Практикующие юристы насильственно акцентируют правосознание контрсубъектов на коррупционной суб'этике (телефонное право, приоритет первой или более крупной взятки, управление и контроль посредством разных видов маниакальных дефектов – наркотическая или алкогольная зависимость, гомосексуальный шантаж). Намеренное включение в процесс давления на контрсубъекта в совершенном деянии прямыми или косвенными указаниями, демонстративными контактами с другими уровнями властных органов – тоже редкостью не является. В итоге правовое подменяется этическим (в известном смысле), законное – характерным, нормативно предсказуемое – договорным, сострадательное – жестким и непреклонным. Элементарная юридическая грамотность контрсубъекта (ответчика) исключается из диалога простым игнорированием, «забалтыванием», коллективным шумом заинтересованных в «успехе» лиц и исключением человека из правовой ситуации. Доминанта категориальной рефлексии основополагающих правовых понятий и норм заштриховывается «гулом языка» (Р. Барт) или сбивающей с толку «молвой» (М. Хайдеггер), сфокусированной в каждом конкретном случае на очередном несчастном… Одним из распространенных видов правового нигилизма в котором совпадает психологический и онтологический компоненты является тот, кто успешней и более национально укоренен: агент правового нигилизма, который знает больше обходных путей, считают землю, на которой он живет лишенной любого правового конституирования, и качественно обусловленной только природными особенностями, осмыслить которые, тем не менее, у него не хватает ни навыка и ни воли.

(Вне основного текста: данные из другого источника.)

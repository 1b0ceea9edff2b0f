//! The physical frame allocator.
//!
//! A bitmap, one bit per 4 KiB frame, covering up to [`crate::config::MAX_PHYS_MEM`].
//! No coalescing: frames are fixed-size, so there is nothing to merge.

use crate::config::{MAX_PHYS_MEM, PAGE_SIZE};
use crate::sync::spin::IntMutex;

const FRAME_COUNT: usize = MAX_PHYS_MEM / PAGE_SIZE;
const WORDS: usize = FRAME_COUNT / 32;

struct Bitmap {
	words: [u32; WORDS],
	used: usize,
	total: usize,
}

impl Bitmap {
	const fn new() -> Self {
		Self {
			words: [u32::MAX; WORDS],
			used: 0,
			total: 0,
		}
	}

	fn is_set(&self, frame: usize) -> bool {
		self.words[frame / 32] & (1 << (frame % 32)) != 0
	}

	fn set(&mut self, frame: usize) {
		self.words[frame / 32] |= 1 << (frame % 32);
	}

	fn clear(&mut self, frame: usize) {
		self.words[frame / 32] &= !(1 << (frame % 32));
	}

	fn find_clear(&self) -> Option<usize> {
		for (i, &word) in self.words.iter().enumerate() {
			if word != u32::MAX {
				let bit = word.trailing_ones() as usize;
				let frame = i * 32 + bit;
				if frame < self.total {
					return Some(frame);
				}
				return None;
			}
		}
		None
	}
}

static STATE: IntMutex<Bitmap> = IntMutex::new(Bitmap::new());

/// Marks all frames used, then clears the range
/// `[first_free, total_mem_bytes)`, rounded to page boundaries.
///
/// `first_free` is typically [`crate::memory::kernel_end`]: frames below it
/// hold the kernel image and must never be handed out.
pub fn init(total_mem_bytes: u32, first_free: u32) {
	let mut s = STATE.lock();
	let total_frames = (total_mem_bytes as usize / PAGE_SIZE).min(FRAME_COUNT);
	s.total = total_frames;
	for word in s.words.iter_mut() {
		*word = u32::MAX;
	}
	let first_frame = crate::memory::page_align_up(first_free) as usize / PAGE_SIZE;
	s.used = first_frame;
	for frame in first_frame..total_frames {
		s.clear(frame);
	}
}

/// Allocates one physical frame, returning its base address, or `None` if
/// none remain.
pub fn alloc() -> Option<u32> {
	let mut s = STATE.lock();
	let frame = s.find_clear()?;
	s.set(frame);
	s.used += 1;
	Some((frame * PAGE_SIZE) as u32)
}

/// Frees the frame at `addr`. Idempotent: freeing an already-free frame is
/// a no-op.
pub fn free(addr: u32) {
	let frame = addr as usize / PAGE_SIZE;
	let mut s = STATE.lock();
	if frame >= s.total || !s.is_set(frame) {
		return;
	}
	s.clear(frame);
	s.used -= 1;
}

/// Number of frames currently allocated.
pub fn used_count() -> usize {
	STATE.lock().used
}

#[cfg(feature = "selftest")]
pub fn selftest() {
	let before = used_count();
	let a = alloc().expect("frame available for selftest");
	let b = alloc().expect("frame available for selftest");
	assert_ne!(a, b);
	assert_eq!(used_count(), before + 2);
	free(a);
	free(b);
	assert_eq!(used_count(), before);
}

#[cfg(test)]
mod test {
	use super::*;

	fn reset() {
		init(MAX_PHYS_MEM as u32, 0);
	}

	#[test_case]
	fn pfa_alloc_free_roundtrip() {
		reset();
		let before = used_count();
		let f = alloc().unwrap();
		assert_eq!(used_count(), before + 1);
		free(f);
		assert_eq!(used_count(), before);
	}

	#[test_case]
	fn pfa_free_is_idempotent() {
		reset();
		let f = alloc().unwrap();
		free(f);
		let before = used_count();
		free(f);
		assert_eq!(used_count(), before);
	}

	#[test_case]
	fn pfa_allocations_are_distinct() {
		reset();
		let a = alloc().unwrap();
		let b = alloc().unwrap();
		assert_ne!(a, b);
		free(a);
		free(b);
	}

	#[test_case]
	fn pfa_reserves_below_first_free() {
		init(MAX_PHYS_MEM as u32, (64 * PAGE_SIZE) as u32);
		for _ in 0..64 {
			alloc().unwrap();
		}
		assert!(alloc().unwrap() >= (65 * PAGE_SIZE) as u32);
	}
}
//! Architecture-specific glue.
//!
//! The kernel targets 32-bit protected-mode x86 exclusively; this module
//! exists as a seam so the rest of the kernel never reaches for `asm!`
//! directly.

pub mod x86;
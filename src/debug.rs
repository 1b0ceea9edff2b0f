//! Fatal-condition diagnostics.
//!
//! Reached from the trap dispatcher in [`crate::arch::x86::idt`] whenever a
//! fault cannot be resolved: an unrecoverable page fault, or any CPU
//! exception other than the page fault. Both paths print the same set of
//! facts the spec requires — fault address, instruction pointer, error code,
//! offending process identity — then hand off to [`crate::panic`].

use crate::{panic::panic_impl, process, process::regs::Regs};
use core::fmt;

struct FaultReport<'a> {
	reason: &'a str,
	fault_addr: u32,
	frame: &'a Regs,
}

impl fmt::Display for FaultReport<'_> {
	fn fmt(&self, f: &mut fmt::Formatter) -> fmt::Result {
		let cp = process::scheduler::current();
		let (name, pid) = cp.as_ref().map(|p| (p.name(), p.pid())).unwrap_or(("<none>", 0));
		write!(
			f,
			"{}\nfault-address={:#010x} eip={:#010x} error-code={:#010x} process={} pid={}",
			self.reason, self.fault_addr, self.frame.eip, self.frame.err_code, name, pid
		)
	}
}

/// A page fault that the copy-on-write handler could not resolve.
pub fn fatal_fault(fault_addr: u32, frame: &Regs) -> ! {
	panic_impl(&FaultReport {
		reason: "unrecoverable page fault",
		fault_addr,
		frame,
	})
}

/// Any CPU exception other than a resolvable page fault.
pub fn fatal_exception(name: &str, frame: &Regs) -> ! {
	panic_impl(&FaultReport {
		reason: name,
		fault_addr: 0,
		frame,
	})
}
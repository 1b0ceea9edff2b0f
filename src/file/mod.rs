//! The virtual filesystem: a mount-point tree of vnodes behind a polymorphic
//! operations table, with the in-memory backend as the sole first-class
//! filesystem.

pub mod open_file;
pub mod ramfs;
pub mod vfs;
pub mod vnode;

/// Builds the root vnode tree and its conventional boot layout. Must run
/// before any path is resolved.
pub fn init() {
	vfs::init();
}
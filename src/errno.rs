//! Error numbers returned by system calls.
//!
//! Kernel code does not maintain a global `errno`: a failing operation
//! returns one of these values directly, and the syscall layer writes its
//! negation into the caller's return register.

/// Type representing a Unix-style errno.
pub type Errno = i32;

/// Operation not permitted.
pub const EPERM: Errno = 1;
/// No such file or directory.
pub const ENOENT: Errno = 2;
/// No such process.
pub const ESRCH: Errno = 3;
/// Bad file descriptor.
pub const EBADF: Errno = 9;
/// No child processes.
pub const ECHILD: Errno = 10;
/// Not enough space.
pub const ENOMEM: Errno = 12;
/// File exists.
pub const EEXIST: Errno = 17;
/// Not a directory.
pub const ENOTDIR: Errno = 20;
/// Is a directory.
pub const EISDIR: Errno = 21;
/// Invalid argument.
pub const EINVAL: Errno = 22;
/// Too many open files.
pub const EMFILE: Errno = 24;
/// Invalid seek.
pub const ESPIPE: Errno = 29;
/// No space left on device.
pub const ENOSPC: Errno = 28;
/// Function not implemented.
pub const ENOSYS: Errno = 38;

/// Returns the human-readable name of an errno, for diagnostics.
pub fn name(errno: Errno) -> &'static str {
	match errno {
		EPERM => "EPERM",
		ENOENT => "ENOENT",
		ESRCH => "ESRCH",
		EBADF => "EBADF",
		ECHILD => "ECHILD",
		ENOMEM => "ENOMEM",
		EEXIST => "EEXIST",
		ENOTDIR => "ENOTDIR",
		EISDIR => "EISDIR",
		EINVAL => "EINVAL",
		EMFILE => "EMFILE",
		ESPIPE => "ESPIPE",
		ENOSPC => "ENOSPC",
		ENOSYS => "ENOSYS",
		_ => "EUNKNOWN",
	}
}

#[cfg(test)]
mod test {
	use super::*;

	#[test_case]
	fn errno_names_resolve() {
		assert_eq!(name(ENOENT), "ENOENT");
		assert_eq!(name(9999), "EUNKNOWN");
	}
}
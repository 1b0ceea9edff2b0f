//! Process-facing syscalls: lifecycle (`fork`/`exit`/`waitpid`), identity,
//! `sleep`, `kill`, and the built-in-only `execve`.

use crate::config::PATH_MAX;
use crate::errno::{Errno, ENOENT, ENOMEM};
use crate::process;
use crate::process::regs::Regs;

pub(super) fn sys_fork(frame: &Regs) -> Result<i32, Errno> {
	process::fork(frame).map(|pid| pid as i32).ok_or(ENOMEM)
}

pub(super) fn sys_waitpid(pid: i32, status_ptr: u32) -> Result<i32, Errno> {
	let (child, code) = process::wait(pid)?;
	if status_ptr != 0 {
		unsafe {
			*(status_ptr as *mut i32) = code;
		}
	}
	Ok(child)
}

pub(super) fn sys_getpid() -> i32 {
	process::current_pid()
}

pub(super) fn sys_getppid() -> i32 {
	process::current_ppid()
}

pub(super) fn sys_kill(pid: i32, sig: u32) -> Result<i32, Errno> {
	process::kill(pid, sig)?;
	Ok(0)
}

pub(super) fn sys_sleep(seconds: u32) -> Result<i32, Errno> {
	process::sleep(seconds.saturating_mul(1000));
	Ok(0)
}

/// A kernel-mode entry point `execve` can jump to in place of the calling
/// process's current code. This kernel has no ELF loader (out of scope by
/// design); every "program" `execve` can name is one of these, compiled
/// into the kernel itself.
type Builtin = extern "C" fn() -> !;

/// Built-in programs `execve` recognizes by path. Empty until a concrete
/// collaborator (e.g. the interactive shell, itself out of scope here)
/// registers one; an empty table makes every `execve` fail with `ENOENT`,
/// which is the correct, honest behavior for a kernel that ships none.
static BUILTINS: &[(&str, Builtin)] = &[];

fn lookup_builtin(path: &str) -> Option<Builtin> {
	BUILTINS.iter().find(|(name, _)| *name == path).map(|(_, entry)| *entry)
}

/// Replaces the calling process's program with a built-in entry point,
/// resetting its address space first so the old image cannot outlive the
/// call (see the design note this kernel inherits from its source about
/// `execve` not actually destroying the previous image). On success this
/// never returns to the caller.
pub(super) fn sys_execve(path_ptr: u32) -> Result<i32, Errno> {
	let path = super::read_cstr(path_ptr, PATH_MAX)?;
	let entry = lookup_builtin(&path).ok_or(ENOENT)?;
	process::reset_current_space_to_kernel();
	entry()
}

Рождается эффект изолированности и герметичности земли (провинции) от основных дискурсов о праве и его объективации. Произвол и преступные действия индуктивно встроены в суждения «у нас всегда так было», «так делала мои предки, и я этим не гнушаюсь», «все так делают и я ни чем не хуже». Все перечисленные индуктивные аргументы обретают вид лингвистического сопровождения ненормированных действий уголовного содержания агентов правового нигилизма. Их трудно заподозрить в аутентичности, во включенности в природу и нравы родного края т.к. у людей, испытывающих необходимость и тягу к действиям подобного рода, как правило, неразвитая память и очень скромные, если не сказать, скудные, интеллектуальные режимы осмысления и вербализации поступков, лишенных рефлексии и слушателя (реципиента коммуникации). Бессознательная артикуляция своих собственных мыслей и форм деятельности просты и понятны. Они носят вид непригодного к жизни сборника нормативных актов, танатически ориентированы, не способствуют формированию личностной конституция человека. Правовой нигилизм создает основу, которая не способна вместить категорию права, ее функциональную нагрузку, приметы которой семиотически рас-креплены в логике материи, составляющей культуру городов и поселков.
Он имеет и другую сторону, способную огорчить теоретиков и метафизиков власти и права тем, что являет собой существенную часть сознания людей которые не вникают в перспективы развала государственности. Более чем реальная репрессивная составляющая принуждения к правосознанию сложна для их понимания и различных видов интерпретации своей судьбы в случае встречи с силами, гораздо более могущественными и жестокими. правовой нигилизм создает фрейм для такого типа правового регулирования правового воздаяния, которые к сожалению приходится признать обоснованными. Правовой нигилизм является обратной стороной феномена экзистенциальной успокоенности гражданина пределами собственной непросвещённости, которая смехотворно апеллирует к незнакомым и не своим предкам, ранее де-живущим на этой земле именно таким образом. Так было в Европе, подхватившей идею нигилизма, неотразимо выраженную языком великой русской литературы. Европа была очарована мягкостью (во многом по незнанию), воспитательной модальностью наказаний, преследовавших тех, кто вставал на путь политической критики, не переходя черту безумия терроризма. Они пришли к еще одному деривату правового нигилизма, кризиса и бесправия, нашедшего уютные концептуальные рамки в пустословии двойных стандартов.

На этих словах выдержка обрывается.